* **GIVEN DATA**:
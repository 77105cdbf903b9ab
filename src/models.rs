use chrono::{DateTime, Utc};
use diesel::pg::PgConnection;
use diesel::prelude::*;
use diesel::r2d2::{ConnectionManager, Pool, PoolError};
use serde::Serialize;

use crate::schema::{rtc_grants, share_logs};

pub type DbPool = Pool<ConnectionManager<PgConnection>>;

/// Build the Postgres connection pool both persistent stores share.
pub fn create_pool(database_url: &str) -> Result<DbPool, PoolError> {
    let manager = ConnectionManager::<PgConnection>::new(database_url);
    Pool::builder().max_size(10).build(manager)
}

// --- Access grants ---

#[derive(Debug, Queryable, Serialize)]
#[diesel(table_name = rtc_grants)]
pub struct GrantRow {
    pub username: String,
    pub backend: String,
    pub status: String,
    pub requested_at: DateTime<Utc>,
}

// --- Share logs ---

#[derive(Debug, Queryable, Serialize)]
#[diesel(table_name = share_logs)]
pub struct ShareLogRow {
    pub id: i32,
    pub room_code: String,
    pub host_name: String,
    pub mode: String,
    pub peak_viewers: i32,
    /// JSON-serialized list of viewer display names.
    pub viewer_names: String,
    pub started_at: DateTime<Utc>,
    pub ended_at: Option<DateTime<Utc>>,
}

#[derive(Debug, Insertable)]
#[diesel(table_name = share_logs)]
pub struct NewShareLog<'a> {
    pub room_code: &'a str,
    pub host_name: &'a str,
    pub mode: &'a str,
}
use axum::http::StatusCode;
use axum::response::{IntoResponse, Response};
use axum::Json;
use serde::Serialize;
use thiserror::Error;

// ─── JSON envelope ──────────────────────────────────────────────────────────

#[derive(Serialize)]
struct ErrorEnvelope {
    success: bool,
    error: &'static str,
    message: String,
    #[serde(skip_serializing_if = "Option::is_none")]
    active_role: Option<String>,
    #[serde(skip_serializing_if = "Option::is_none")]
    active_room: Option<String>,
}

// ─── ApiError ───────────────────────────────────────────────────────────────

/// Structured API error that serializes to JSON.
///
/// ```json
/// {
///   "success": false,
///   "error": "presence_conflict",
///   "message": "'Kael' is already active as host in room 'QX7PW2'.",
///   "active_role": "host",
///   "active_room": "QX7PW2"
/// }
/// ```
///
/// `active_role` / `active_room` are only present on presence conflicts.
pub struct ApiError {
    pub code: &'static str,
    pub message: String,
    pub status: StatusCode,
    pub active_role: Option<String>,
    pub active_room: Option<String>,
}

// ─── IntoResponse ───────────────────────────────────────────────────────────

impl IntoResponse for ApiError {
    fn into_response(self) -> Response {
        // Log according to severity.
        if self.status.is_server_error() {
            tracing::error!(
                code = self.code,
                status = self.status.as_u16(),
                "{}",
                self.message
            );
        } else if self.status.is_client_error() {
            tracing::warn!(
                code = self.code,
                status = self.status.as_u16(),
                "{}",
                self.message
            );
        }

        let envelope = ErrorEnvelope {
            success: false,
            error: self.code,
            message: self.message,
            active_role: self.active_role,
            active_room: self.active_room,
        };

        (self.status, Json(envelope)).into_response()
    }
}

// ─── Generic constructors ───────────────────────────────────────────────────

impl ApiError {
    fn new(code: &'static str, message: String, status: StatusCode) -> Self {
        Self {
            code,
            message,
            status,
            active_role: None,
            active_room: None,
        }
    }

    /// 400 Bad Request with a custom message.
    pub fn bad_request(msg: impl Into<String>) -> Self {
        Self::new("bad_request", msg.into(), StatusCode::BAD_REQUEST)
    }

    /// 403 Forbidden with a custom message.
    pub fn forbidden(msg: impl Into<String>) -> Self {
        Self::new("forbidden", msg.into(), StatusCode::FORBIDDEN)
    }

    /// 404 Not Found with a custom message.
    pub fn not_found(msg: impl Into<String>) -> Self {
        Self::new("not_found", msg.into(), StatusCode::NOT_FOUND)
    }

    /// 500 Internal Server Error with a custom message.
    pub fn internal(msg: impl Into<String>) -> Self {
        Self::new(
            "internal_server_error",
            msg.into(),
            StatusCode::INTERNAL_SERVER_ERROR,
        )
    }

    // ─── Domain-specific constructors ───────────────────────────────────

    /// 400 — the room code does not have the expected shape.
    pub fn invalid_room_code(code: &str) -> Self {
        Self::new(
            "invalid_room_code",
            format!("Room code '{code}' is not a valid 6-character code."),
            StatusCode::BAD_REQUEST,
        )
    }

    /// 400 — the display name is empty or whitespace.
    pub fn invalid_display_name() -> Self {
        Self::new(
            "invalid_display_name",
            "A non-empty display name is required.".into(),
            StatusCode::BAD_REQUEST,
        )
    }

    /// 400 — the transport mode string is not recognized.
    pub fn unknown_transport(mode: &str) -> Self {
        Self::new(
            "unknown_transport",
            format!("'{mode}' is not a recognized transport mode."),
            StatusCode::BAD_REQUEST,
        )
    }

    /// 400 — the provided role string is not recognized.
    pub fn invalid_role(role: &str) -> Self {
        Self::new(
            "invalid_role",
            format!("Role '{role}' is not a valid role."),
            StatusCode::BAD_REQUEST,
        )
    }

    /// 400 — access grants only exist for the gated relay backends.
    pub fn ungated_backend(backend: &str) -> Self {
        Self::new(
            "ungated_backend",
            format!("Backend '{backend}' does not require an access grant."),
            StatusCode::BAD_REQUEST,
        )
    }

    /// 409 — the display name is already active in another session.
    pub fn presence_conflict(name: &str, role: &str, room: &str) -> Self {
        Self {
            code: "presence_conflict",
            message: format!("'{name}' is already active as {role} in room '{room}'."),
            status: StatusCode::CONFLICT,
            active_role: Some(role.to_string()),
            active_room: Some(room.to_string()),
        }
    }

    /// 404 — the share history entry does not exist.
    pub fn share_log_not_found(id: i32) -> Self {
        Self::new(
            "share_log_not_found",
            format!("Share history entry {id} does not exist."),
            StatusCode::NOT_FOUND,
        )
    }

    /// 500 — the relay backend is not configured on this deployment.
    pub fn relay_not_configured(backend: &str) -> Self {
        Self::new(
            "relay_not_configured",
            format!("Relay backend '{backend}' has no credentials configured on the server."),
            StatusCode::INTERNAL_SERVER_ERROR,
        )
    }

    /// 500 — token minting failed.
    pub fn token_mint_failed() -> Self {
        Self::new(
            "token_mint_failed",
            "Failed to mint the relay token.".into(),
            StatusCode::INTERNAL_SERVER_ERROR,
        )
    }
}

// ─── Store errors ───────────────────────────────────────────────────────────

/// Failure inside a grant or history store.
#[derive(Debug, Error)]
pub enum StoreError {
    #[error("database pool unavailable: {0}")]
    Pool(String),
    #[error("database query failed: {0}")]
    Query(#[from] diesel::result::Error),
    #[error("corrupt row: {0}")]
    Corrupt(String),
}

impl From<StoreError> for ApiError {
    fn from(err: StoreError) -> Self {
        ApiError::new(
            "storage_error",
            err.to_string(),
            StatusCode::INTERNAL_SERVER_ERROR,
        )
    }
}

// ─── Tests ──────────────────────────────────────────────────────────────────
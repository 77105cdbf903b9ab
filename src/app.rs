use std::sync::Arc;

use axum::extract::{Request, State};
use axum::http::{HeaderName, HeaderValue, Method};
use axum::middleware::{self, Next};
use axum::response::IntoResponse;
use axum::routing::{delete, get, post};
use axum::{Json, Router};
use tower_http::cors::CorsLayer;
use tracing::{info, warn};

use crate::api;
use crate::config::Config;
use crate::error::StoreError;
use crate::grants::{GrantStore, MemoryGrantStore, PgGrantStore};
use crate::history::{HistoryStore, MemoryHistoryStore, PgHistoryStore};
use crate::models;
use crate::presence::PresenceRegistry;
use crate::rooms::RoomRegistry;

// ─── Shared state ───────────────────────────────────────────────────────────

/// Everything a handler needs, behind one `Arc`.
pub struct AppState {
    pub config: Config,
    pub rooms: RoomRegistry,
    pub presence: PresenceRegistry,
    pub grants: Arc<dyn GrantStore>,
    pub history: Arc<dyn HistoryStore>,
    pub http: reqwest::Client,
}

impl AppState {
    /// Build state backed by Postgres when a database URL is configured and
    /// by in-memory stores otherwise.  A configured but unreachable database
    /// is a startup error, not a silent downgrade.
    pub fn new(config: Config) -> Result<Self, StoreError> {
        let (grants, history): (Arc<dyn GrantStore>, Arc<dyn HistoryStore>) =
            match config.database_url.as_deref() {
                Some(url) => {
                    let pool =
                        models::create_pool(url).map_err(|e| StoreError::Pool(e.to_string()))?;
                    info!("connected to Postgres");
                    (
                        Arc::new(PgGrantStore::new(pool.clone())),
                        Arc::new(PgHistoryStore::new(pool)),
                    )
                }
                None => {
                    warn!("no database configured — grants and share history will not survive a restart");
                    (
                        Arc::new(MemoryGrantStore::new()),
                        Arc::new(MemoryHistoryStore::new()),
                    )
                }
            };

        Ok(Self {
            rooms: RoomRegistry::new(),
            presence: PresenceRegistry::new(),
            grants,
            history,
            http: reqwest::Client::new(),
            config,
        })
    }

    /// State with in-memory stores regardless of configuration.
    pub fn in_memory(config: Config) -> Self {
        Self {
            rooms: RoomRegistry::new(),
            presence: PresenceRegistry::new(),
            grants: Arc::new(MemoryGrantStore::new()),
            history: Arc::new(MemoryHistoryStore::new()),
            http: reqwest::Client::new(),
            config,
        }
    }
}

// ─── Router ─────────────────────────────────────────────────────────────────

pub fn build_router(state: Arc<AppState>) -> Router {
    let cors = build_cors_layer(&state.config.allowed_origins);

    Router::new()
        .route("/health", get(health))
        // Room lifecycle
        .route("/room/:code", get(api::room_snapshot))
        .route("/room/:code/host", post(api::register_host))
        .route("/room/:code/viewer", post(api::register_viewer))
        .route("/room/:code/leave", post(api::viewer_leave))
        .route("/room/:code/close", post(api::close_room))
        .route("/room/active-check/:display_name", get(api::active_check))
        // Relay access grants
        .route("/room/rtc-request", post(api::request_grant))
        .route("/room/rtc-requests", get(api::list_pending_grants))
        .route("/room/rtc-approve", post(api::approve_grant))
        .route("/room/rtc-reject", post(api::reject_grant))
        .route("/room/rtc-permission/:username", get(api::grant_flags))
        .route("/room/rtc-consume", post(api::consume_grant))
        // Share history
        .route("/room/share-logs", get(api::list_share_logs))
        .route("/room/share-logs/:id", delete(api::delete_share_log))
        // Transport credentials
        .route("/turn/credentials", post(api::turn_credentials))
        .route("/token/relay-a", post(api::relay_a_token))
        .route("/token/relay-b", post(api::relay_b_token))
        // Middleware
        .layer(middleware::from_fn(version_header_middleware))
        .layer(cors)
        .with_state(state)
}

fn build_cors_layer(allowed_origins: &str) -> CorsLayer {
    if allowed_origins == "*" {
        warn!("CORS: permissive mode (allow all origins) — not suitable for production");
        CorsLayer::permissive()
    } else {
        let origins: Vec<HeaderValue> = allowed_origins
            .split(',')
            .map(|s| s.trim())
            .filter(|s| !s.is_empty())
            .map(|s| s.parse::<HeaderValue>().expect("invalid origin header value"))
            .collect();

        info!("CORS: restricted to {} origin(s)", origins.len());

        CorsLayer::new()
            .allow_origin(origins)
            .allow_methods([Method::GET, Method::POST, Method::DELETE])
            .allow_headers([
                HeaderName::from_static("content-type"),
                HeaderName::from_static("authorization"),
            ])
    }
}

// ─── Version header middleware ──────────────────────────────────────────────

async fn version_header_middleware(request: Request, next: Next) -> impl IntoResponse {
    let mut response = next.run(request).await;
    response.headers_mut().insert(
        HeaderName::from_static("x-guildcast-version"),
        HeaderValue::from_static(env!("CARGO_PKG_VERSION")),
    );
    response
}

// ─── Health endpoint ────────────────────────────────────────────────────────

async fn health(State(state): State<Arc<AppState>>) -> impl IntoResponse {
    let (rooms_active, viewers_active) = state.rooms.counts().await;
    let members_active = state.presence.active_count().await;

    Json(serde_json::json!({
        "status": "ok",
        "version": env!("CARGO_PKG_VERSION"),
        "rooms_active": rooms_active,
        "viewers_active": viewers_active,
        "members_active": members_active,
        "database": state.config.database_url.is_some(),
    }))
}

// ─── Tests ──────────────────────────────────────────────────────────────────

#[cfg(test)]
mod tests {
    use super::*;
    use axum::body::Body;
    use axum::http::{Request, StatusCode};
    use tower::ServiceExt;

    fn test_config() -> Config {
        Config {
            bind_addr: "127.0.0.1:0".into(),
            database_url: None,
            share_log_secret: "test".into(),
            stun_urls: vec!["stun:stun.l.google.com:19302".into()],
            turn_api_url: None,
            turn_api_key: None,
            relay_a_app_id: None,
            relay_a_certificate: None,
            relay_b_app_id: None,
            relay_b_secret: None,
            token_ttl_secs: 3600,
            allowed_origins: "*".into(),
            log_level: "info".into(),
        }
    }

    // Route registration panics on conflicting paths, so just building the
    // router and hitting /health covers the whole table.
    #[tokio::test]
    async fn router_builds_and_health_responds() {
        let state = Arc::new(AppState::in_memory(test_config()));
        let app = build_router(state);

        let response = app
            .oneshot(
                Request::builder()
                    .uri("/health")
                    .body(Body::empty())
                    .unwrap(),
            )
            .await
            .unwrap();
        assert_eq!(response.status(), StatusCode::OK);
    }

    #[test]
    fn cors_accepts_explicit_origin_list() {
        // Should not panic and should not fall back to permissive.
        let _ = build_cors_layer("https://guild.example.com, https://staging.example.com");
    }
}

* **PROMPT**:
Considering each line of the material above, count those with the word "impl" and give only the number.

* **SOLVED EXERCISE**:
10